Maku never caught a lot of fish, but he always hooked something: a snapper, a goatfish, something brilliantly gold or tiled red and white, shiny like a kitchen floor. When he felt a bite, he’d yell for me. Until recently this was the loudest I’d ever heard his voice—my name from across the beach.
Come quick!
And I’d run as fast as I could, tassels whipping against my skin, my father’s gentle call like a sergeant’s command. He positioned me in front of him, my hands on the pole, his hands wrapped around mine, and we slowly reeled in the most dazzling fish I’d ever seen. It was small, barely longer than the length of Maku’s hand, but its scales were like jewels, emerald and sapphire, glinting from the water that ran down its surface. It was a fluke, Maku said, and I thought that’s what we’d caught. But it was a mahimahi, a deepwater fish, a baby, an accidental catch. We had to throw it back, Maku told me. Before it died, before it shed its brilliance for a murky grey.

The Monday after, when I returned from school, my mother told me about a boy she knew as a child, a young boy from the North Shore who was the small town’s expert on fish. She led into her story as she always did, with a loose connection, as if the story were really
for me.
Seeing as you’re interested in fish now
, she’d begin, and I’d take my place beside her on the couch, nodding. The boy’s uncle was a local fisherman, she told me, and he taught his nephew all he knew. But soon enough, the boy surpassed his uncle, spending all his time in the ocean searching for new fish, memorizing them below the water so that he could draw them when he surfaced. With a notebook of lined pages and a set of colored pencils, he drew dozens of fish. Bigeye ahi with its long, yellow fin; ruby-colored snappers; flat, silver papio; powder-blue parrot fish; pancake-faced stingrays; rainbow schools of ta’ape; scarlet, venomous menpachi; snakelike o’opu; electric-orange a’awa; razor-toothed ono. My mom listed these species with remarkable ease, sipping her wine between descriptions. The boy’s uncle would look at his drawings and identify the fish until the boy knew them himself, could match his findings with his homemade encyclopedia. And it wasn’t just fish he gathered, wasn’t just drawings he made. The boy was an expert on coral, diving deep into the reefs to study their formations, gathering the dead pieces from the shoreline. He made art with the odd, blooming figures of calcium, securing them against lengths of driftwood and selling them alongside his uncle’s daily catch. My mom got lost in that story, more so than she usually did, remembering the name of a fish mid-sentence and derailing entirely, forgetting where she’d left off. As she spoke, barely looking at me, I realized that on these afternoons she simply needed a body to sit beside her. I could have been anyone, anyone who loved her enough to listen; anyone but Maku.

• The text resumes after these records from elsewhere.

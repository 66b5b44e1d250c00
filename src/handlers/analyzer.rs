use std::sync::Arc;

use crate::models::{AnalysisError, AnalysisOutcome, RipenessReport, RipenessSource, Ripeness};
use crate::services::cv::{top_prediction, FruitDetector};
use crate::services::openai::VisionAnalyzer;
use crate::services::parser::round2;

/// Merges the two providers into one ripeness report.
///
/// The CV model, when configured, decides the ripeness stage; OpenAI
/// always decides the fruit name and takes over ripeness whenever the
/// CV model is absent, empty-handed or failing. No provider error
/// escapes this type: the caller sees either a full report or one
/// terminal error.
pub struct FruitAnalyzer {
    cv: Option<Arc<dyn FruitDetector>>,
    openai: Arc<dyn VisionAnalyzer>,
}

impl FruitAnalyzer {
    pub fn new(cv: Option<Arc<dyn FruitDetector>>, openai: Arc<dyn VisionAnalyzer>) -> Self {
        Self { cv, openai }
    }

    pub async fn analyze_image(&self, image: &[u8]) -> AnalysisOutcome {
        // The fruit name always comes from OpenAI, never from the CV
        // model's class labels. A failed name lookup does not abort the
        // analysis.
        let fruit_name = match self.openai.fruit_name(image).await {
            Ok(name) => name,
            Err(e) => {
                log::warn!("⚠️ Fruit name lookup failed, using 'unknown': {}", e);
                "unknown".to_string()
            }
        };

        let cv = match &self.cv {
            Some(cv) => cv,
            None => {
                log::warn!("⚠️ CV model not available, using OpenAI for ripeness detection...");
                return match self.openai.analyze_ripeness(image).await {
                    Ok(analysis) => Ok(RipenessReport {
                        fruit_name,
                        ripeness: analysis.ripeness,
                        confidence: analysis.confidence,
                        source: RipenessSource::OpenaiPrimary,
                    }),
                    Err(e) => {
                        log::error!("❌ OpenAI ripeness analysis failed: {}", e);
                        Err(AnalysisError::OpenAiAnalysisFailed)
                    }
                };
            }
        };

        match cv.detect(image).await {
            Ok(predictions) => match top_prediction(&predictions) {
                Some(top) => {
                    let token = top.class.split_whitespace().last().unwrap_or("unknown");
                    log::info!(
                        "✓ CV model winner: class='{}' confidence={:.2}",
                        top.class,
                        top.confidence
                    );
                    Ok(RipenessReport {
                        fruit_name,
                        ripeness: Ripeness::from_label_token(token),
                        confidence: round2(top.confidence * 100.0),
                        source: RipenessSource::CvModel,
                    })
                }
                None => {
                    log::warn!("⚠️ No predictions from CV model, falling back to OpenAI...");
                    self.openai_fallback(image, fruit_name, AnalysisError::NoPredictionsAndFallbackFailed)
                        .await
                }
            },
            Err(e) => {
                log::error!("❌ Error in CV model, falling back to OpenAI: {}", e);
                self.openai_fallback(
                    image,
                    fruit_name,
                    AnalysisError::CvAndFallbackFailed(e.to_string()),
                )
                .await
            }
        }
    }

    /// Second attempt at ripeness via OpenAI. `terminal` is what the
    /// caller gets when this one fails too.
    async fn openai_fallback(
        &self,
        image: &[u8],
        fruit_name: String,
        terminal: AnalysisError,
    ) -> AnalysisOutcome {
        match self.openai.analyze_ripeness(image).await {
            Ok(analysis) => Ok(RipenessReport {
                fruit_name,
                ripeness: analysis.ripeness,
                confidence: analysis.confidence,
                source: RipenessSource::OpenaiFallback,
            }),
            Err(e) => {
                log::error!("❌ OpenAI fallback failed: {}", e);
                Err(terminal)
            }
        }
    }
}

#[cfg(test)]
mod tests {
    use super::*;
    use crate::models::{Prediction, RipenessAnalysis};
    use anyhow::Result;

    struct StubDetector(DetectorBehavior);

    enum DetectorBehavior {
        Predictions(Vec<Prediction>),
        Fail(&'static str),
    }

    #[async_trait::async_trait]
    impl FruitDetector for StubDetector {
        async fn detect(&self, _image: &[u8]) -> Result<Vec<Prediction>> {
            match &self.0 {
                DetectorBehavior::Predictions(preds) => Ok(preds.clone()),
                DetectorBehavior::Fail(msg) => anyhow::bail!("{}", msg),
            }
        }
    }

    struct StubAnalyzer {
        name: Option<&'static str>,
        ripeness: Option<RipenessAnalysis>,
    }

    #[async_trait::async_trait]
    impl VisionAnalyzer for StubAnalyzer {
        async fn fruit_name(&self, _image: &[u8]) -> Result<String> {
            match self.name {
                Some(name) => Ok(name.to_string()),
                None => anyhow::bail!("name lookup down"),
            }
        }

        async fn analyze_ripeness(&self, _image: &[u8]) -> Result<RipenessAnalysis> {
            match &self.ripeness {
                Some(analysis) => Ok(analysis.clone()),
                None => anyhow::bail!("ripeness analysis down"),
            }
        }
    }

    fn analysis(ripeness: Ripeness, confidence: f64) -> RipenessAnalysis {
        RipenessAnalysis {
            fruit_name: "banana".to_string(),
            ripeness,
            confidence,
            source: RipenessSource::Openai,
        }
    }

    fn pred(class: &str, confidence: f64) -> Prediction {
        Prediction {
            class: class.to_string(),
            confidence,
        }
    }

    fn with_cv(behavior: DetectorBehavior, openai: StubAnalyzer) -> FruitAnalyzer {
        FruitAnalyzer::new(Some(Arc::new(StubDetector(behavior))), Arc::new(openai))
    }

    #[tokio::test]
    async fn test_no_cv_uses_openai_primary() {
        let analyzer = FruitAnalyzer::new(
            None,
            Arc::new(StubAnalyzer {
                name: Some("mango"),
                ripeness: Some(analysis(Ripeness::Ripe, 85.0)),
            }),
        );

        let report = analyzer.analyze_image(b"img").await.unwrap();
        assert_eq!(report.source, RipenessSource::OpenaiPrimary);
        assert_eq!(report.fruit_name, "mango");
        assert_eq!(report.ripeness, Ripeness::Ripe);
        assert_eq!(report.confidence, 85.0);
    }

    #[tokio::test]
    async fn test_no_cv_and_openai_down_is_terminal() {
        let analyzer = FruitAnalyzer::new(
            None,
            Arc::new(StubAnalyzer {
                name: Some("mango"),
                ripeness: None,
            }),
        );

        let err = analyzer.analyze_image(b"img").await.unwrap_err();
        assert!(matches!(err, AnalysisError::OpenAiAnalysisFailed));
    }

    #[tokio::test]
    async fn test_cv_predictions_pick_max_confidence() {
        let analyzer = with_cv(
            DetectorBehavior::Predictions(vec![
                pred("banana unripe", 0.4),
                pred("banana ripe", 0.91),
            ]),
            StubAnalyzer {
                name: Some("banana"),
                ripeness: None,
            },
        );

        let report = analyzer.analyze_image(b"img").await.unwrap();
        assert_eq!(report.ripeness, Ripeness::Ripe);
        assert_eq!(report.confidence, 91.0);
        assert_eq!(report.source, RipenessSource::CvModel);
    }

    #[tokio::test]
    async fn test_cv_tie_broken_by_first_prediction() {
        let analyzer = with_cv(
            DetectorBehavior::Predictions(vec![
                pred("mango overripe", 0.8),
                pred("mango unripe", 0.8),
            ]),
            StubAnalyzer {
                name: Some("mango"),
                ripeness: None,
            },
        );

        let report = analyzer.analyze_image(b"img").await.unwrap();
        assert_eq!(report.ripeness, Ripeness::Overripe);
    }

    #[tokio::test]
    async fn test_fruit_name_always_from_openai() {
        let analyzer = with_cv(
            DetectorBehavior::Predictions(vec![pred("banana ripe", 0.9)]),
            StubAnalyzer {
                name: Some("kiwi"),
                ripeness: None,
            },
        );

        let report = analyzer.analyze_image(b"img").await.unwrap();
        assert_eq!(report.fruit_name, "kiwi");
        assert_eq!(report.ripeness, Ripeness::Ripe);
    }

    #[tokio::test]
    async fn test_name_failure_defaults_to_unknown() {
        let analyzer = with_cv(
            DetectorBehavior::Predictions(vec![pred("banana overripe", 0.75)]),
            StubAnalyzer {
                name: None,
                ripeness: None,
            },
        );

        let report = analyzer.analyze_image(b"img").await.unwrap();
        assert_eq!(report.fruit_name, "unknown");
        assert_eq!(report.ripeness, Ripeness::Overripe);
        assert_eq!(report.confidence, 75.0);
    }

    #[tokio::test]
    async fn test_unknown_class_label_gives_unknown_ripeness() {
        let analyzer = with_cv(
            DetectorBehavior::Predictions(vec![pred("unknown", 0.5)]),
            StubAnalyzer {
                name: Some("banana"),
                ripeness: None,
            },
        );

        let report = analyzer.analyze_image(b"img").await.unwrap();
        assert_eq!(report.ripeness, Ripeness::Unknown);
        assert_eq!(report.source, RipenessSource::CvModel);
    }

    #[tokio::test]
    async fn test_empty_predictions_fall_back_to_openai() {
        let analyzer = with_cv(
            DetectorBehavior::Predictions(vec![]),
            StubAnalyzer {
                name: Some("banana"),
                ripeness: Some(analysis(Ripeness::Overripe, 60.0)),
            },
        );

        let report = analyzer.analyze_image(b"img").await.unwrap();
        assert_eq!(report.ripeness, Ripeness::Overripe);
        assert_eq!(report.confidence, 60.0);
        assert_eq!(report.source, RipenessSource::OpenaiFallback);
    }

    #[tokio::test]
    async fn test_empty_predictions_and_openai_down_is_terminal() {
        let analyzer = with_cv(
            DetectorBehavior::Predictions(vec![]),
            StubAnalyzer {
                name: Some("banana"),
                ripeness: None,
            },
        );

        let err = analyzer.analyze_image(b"img").await.unwrap_err();
        assert!(matches!(err, AnalysisError::NoPredictionsAndFallbackFailed));
    }

    #[tokio::test]
    async fn test_cv_error_falls_back_to_openai() {
        let analyzer = with_cv(
            DetectorBehavior::Fail("connection refused"),
            StubAnalyzer {
                name: Some("peach"),
                ripeness: Some(analysis(Ripeness::Unripe, 72.5)),
            },
        );

        let report = analyzer.analyze_image(b"img").await.unwrap();
        assert_eq!(report.fruit_name, "peach");
        assert_eq!(report.ripeness, Ripeness::Unripe);
        assert_eq!(report.source, RipenessSource::OpenaiFallback);
    }

    #[tokio::test]
    async fn test_cv_error_and_openai_down_names_both_failures() {
        let analyzer = with_cv(
            DetectorBehavior::Fail("connection refused"),
            StubAnalyzer {
                name: Some("peach"),
                ripeness: None,
            },
        );

        let err = analyzer.analyze_image(b"img").await.unwrap_err();
        match err {
            AnalysisError::CvAndFallbackFailed(cause) => {
                assert!(cause.contains("connection refused"));
            }
            other => panic!("unexpected error: {:?}", other),
        }
    }
}
pub mod analyzer;

pub use analyzer::FruitAnalyzer;
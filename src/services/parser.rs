use anyhow::Result;
use serde::de::DeserializeOwned;

use crate::models::{Ripeness, RipenessAnalysis, RipenessSource};

/// Fallback default when the structured JSON reply carries no confidence.
const JSON_DEFAULT_CONFIDENCE: f64 = 75.0;
/// Default for the degraded keyword-scan path.
const SCAN_DEFAULT_CONFIDENCE: f64 = 70.0;

/// Fruits the degraded scanner knows about. The earliest match in the
/// text wins.
const COMMON_FRUITS: [&str; 10] = [
    "apple",
    "banana",
    "mango",
    "strawberry",
    "orange",
    "grape",
    "pear",
    "peach",
    "plum",
    "cherry",
];

/// Remove markdown code-fence markers the LLM likes to wrap JSON in.
pub fn strip_code_fences(text: &str) -> String {
    text.replace("```json", "").replace("```", "")
}

pub fn round2(value: f64) -> f64 {
    (value * 100.0).round() / 100.0
}

/// Parse the LLM's ripeness reply. Tries the strict JSON contract first;
/// if that fails, falls back to scanning the prose for keywords. Never
/// errors: every malformed reply degrades to defaults.
pub fn parse_ripeness(raw: &str) -> RipenessAnalysis {
    let text = strip_code_fences(raw);
    let trimmed = text.trim();

    if let Ok(serde_json::Value::Object(map)) = serde_json::from_str(trimmed) {
        let fruit_name = map
            .get("fruit_name")
            .and_then(|v| v.as_str())
            .unwrap_or("unknown")
            .to_lowercase();

        let ripeness_raw = map
            .get("ripeness")
            .and_then(|v| v.as_str())
            .unwrap_or("unknown")
            .to_lowercase();

        // Anything outside the three stages the prompt allows is forced
        // to "ripe". This is the original contract: it throws away an
        // "unknown" signal, so make the bias visible in the logs.
        let ripeness = Ripeness::from_llm_value(&ripeness_raw).unwrap_or_else(|| {
            log::warn!("⚠️ Unrecognized ripeness value '{}', defaulting to ripe", ripeness_raw);
            Ripeness::Ripe
        });

        let confidence = round2(coerce_confidence(map.get("confidence")));

        return RipenessAnalysis {
            fruit_name,
            ripeness,
            confidence,
            source: RipenessSource::Openai,
        };
    }

    log::warn!("⚠️ JSON parse of ripeness reply failed, scanning text for keywords");
    scan_ripeness_text(trimmed)
}

/// Degraded extraction over free-form prose. The specific substrings
/// come first: "unripe" and "overripe" both contain "ripe".
fn scan_ripeness_text(text: &str) -> RipenessAnalysis {
    let lower = text.to_lowercase();

    let ripeness = if lower.contains("unripe") {
        Ripeness::Unripe
    } else if lower.contains("overripe") {
        Ripeness::Overripe
    } else if lower.contains("ripe") {
        Ripeness::Ripe
    } else {
        Ripeness::Unknown
    };

    // Earliest fruit mention in the text wins
    let fruit_name = COMMON_FRUITS
        .iter()
        .copied()
        .filter_map(|fruit| lower.find(fruit).map(|pos| (pos, fruit)))
        .min_by_key(|(pos, _)| *pos)
        .map(|(_, fruit)| fruit.to_string())
        .unwrap_or_else(|| "unknown".to_string());

    RipenessAnalysis {
        fruit_name,
        ripeness,
        confidence: SCAN_DEFAULT_CONFIDENCE,
        source: RipenessSource::Openai,
    }
}

/// The API may return the confidence as a number or a quoted number.
fn coerce_confidence(value: Option<&serde_json::Value>) -> f64 {
    match value {
        Some(serde_json::Value::Number(n)) => n.as_f64().unwrap_or(JSON_DEFAULT_CONFIDENCE),
        Some(serde_json::Value::String(s)) => {
            s.trim().parse().unwrap_or(JSON_DEFAULT_CONFIDENCE)
        }
        _ => JSON_DEFAULT_CONFIDENCE,
    }
}

/// Extract a bare fruit name from a reply that should be a single word.
/// Strips everything outside lowercase letters and whitespace, then
/// takes the first token. Never errors.
pub fn extract_fruit_name(raw: &str) -> String {
    let cleaned: String = raw
        .trim()
        .to_lowercase()
        .chars()
        .filter(|c| c.is_ascii_lowercase() || c.is_whitespace())
        .collect();

    cleaned
        .split_whitespace()
        .next()
        .unwrap_or("unknown")
        .to_string()
}

/// Strict decode for the recipe and nutrition contracts. No degraded
/// path here: a reply that is not the expected JSON is a hard error.
pub fn parse_json_report<T: DeserializeOwned>(raw: &str) -> Result<T> {
    let text = strip_code_fences(raw);
    serde_json::from_str(text.trim())
        .map_err(|e| anyhow::anyhow!("Failed to parse structured response: {}", e))
}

Because all these years, there was one story my mother kept to herself. The most fantastic, the most unbelievable of all her tales was the one she never told me, not until Maku died. It linked too closely to her reality; it stained her storytelling with significance, her cast of characters pulled from a genuine past.

The story of her life, the story of my family, of its ghosts, of its magnificent rise and decline—she locked it all away. She tried so hard to erase it, and in my mind, in the part that still believes I know
something about my mother, that little fact changes everything. It’s what I can’t shake; it’s what makes me believe it might be true, might have happened exactly the way she finally told it.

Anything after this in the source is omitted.